Pierwszy numer „Pisma" ukaże się 3 stycznia, papierowa wersja ma mieć 30–40 tys. egzemplarzy nakładu. – Wydanie internetowe, które nie tyle będzie serwisem bieżących informacji, ile edycją cyfrową „Pisma", docelowo ma być płatne, ale zaproponujemy czytelnikom limit bezpłatnych tekstów w miesiącu, a tym, którzy zdecydują się na rejestrację, pierwszy miesiąc za darmo, by mogli ocenić, czy chcą wykupić prenumeratę – mówi Nesterowicz.
Prawie bez reklam
Fundacja dostała od darczyńców pieniądze na półtora roku wydawania tytułu. – W 2019 r. magazyn powinien zacząć na siebie zarabiać. Darczyńcy to grupa prywatnych osób. Są wśród nich przedsiębiorcy, choć nie ci z pierwszych stron gazet, pracownicy firm doradczych czy funduszy inwestycyjnych. Te osoby oczekują od projektu nie tyle finansowego zwrotu z inwestycji, ile realizacji misji, jaka przyświeca wydającej „Pismo" fundacji – mówi Nesterowicz.
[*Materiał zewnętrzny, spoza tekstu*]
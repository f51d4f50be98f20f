use std::path::PathBuf;

use clap::{Parser, Subcommand};
use pattern_mux::config::{load_config, ConfigWatcher, StrategyConfig};
use pattern_mux::observability::logging;
use pattern_mux::{Hit, Mux};
use serde_json::{json, Value};

#[derive(Parser)]
#[command(name = "mux-cli")]
#[command(about = "Resolve queries against a pattern dispatch table", long_about = None)]
struct Cli {
    /// Table definition (TOML).
    #[arg(short, long, default_value = "mux.toml")]
    config: PathBuf,

    #[command(subcommand)]
    command: Commands,
}

#[derive(Subcommand)]
enum Commands {
    /// Print the best binding for a query
    Resolve { query: String },
    /// Print every binding matching a query
    All { query: String },
    /// Validate the table and list its patterns
    Check,
    /// Keep the table hot-reloaded from disk until Ctrl-C
    Watch,
}

#[tokio::main]
async fn main() -> Result<(), Box<dyn std::error::Error>> {
    let cli = Cli::parse();
    let config = load_config(&cli.config)?;
    if let Err(e) = logging::init(&config.observability.log_level) {
        eprintln!("Logging disabled: {}", e);
    }

    let mux = config.build();
    tracing::debug!(path = ?cli.config, bindings = mux.len(), "Table loaded");

    match cli.command {
        Commands::Resolve { query } => {
            let hit = mux.lookup(&query)?;
            print_json(&hit.map(to_json).unwrap_or(Value::Null))?;
        }
        Commands::All { query } => {
            let mut hits = mux.lookup_all(&query)?;
            hits.sort_by(|a, b| b.score.cmp(&a.score).then_with(|| a.pattern.cmp(&b.pattern)));
            print_json(&Value::Array(hits.into_iter().map(to_json).collect()))?;
        }
        Commands::Check => {
            print_json(&json!({
                "bindings": mux.len(),
                "patterns": mux.patterns(),
            }))?;
        }
        Commands::Watch => watch(cli.config, config.strategy, mux).await?,
    }

    Ok(())
}

async fn watch(
    path: PathBuf,
    live: StrategyConfig,
    mux: Mux<String>,
) -> Result<(), Box<dyn std::error::Error>> {
    let (watcher, mut updates) = ConfigWatcher::new(&path);
    let _handle = watcher.run()?;

    loop {
        tokio::select! {
            update = updates.recv() => {
                let Some(config) = update else { break };
                match config.reload_into(&mux, &live) {
                    Ok(()) => tracing::info!(bindings = mux.len(), "Table reloaded"),
                    Err(e) => tracing::error!(error = %e, "Reload rejected, keeping current table"),
                }
            }
            _ = tokio::signal::ctrl_c() => {
                tracing::info!("Ctrl-C received, stopping watcher");
                break;
            }
        }
    }
    Ok(())
}

fn to_json(hit: Hit<String>) -> Value {
    json!({
        "pattern": hit.pattern,
        "value": hit.value,
        "score": hit.score,
    })
}

fn print_json(value: &Value) -> Result<(), serde_json::Error> {
    println!("{}", serde_json::to_string_pretty(value)?);
    Ok(())
}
Magazyn ma nie zamieszczać żadnych tekstów sponsorowanych, planuje niewiele reklam. Jego czytelnicy mają być wyrobieni. – W pewnym sensie wzorcem dla nas jest amerykański „The New Yorker", choć nie zamierzamy wydawać jego lokalnej edycji. Chcemy np. mieć na okładkach ilustracje, które czytelnik chciałby sobie zachować, tak jak w przypadku „New Yorkera" – mówi redaktor naczelny.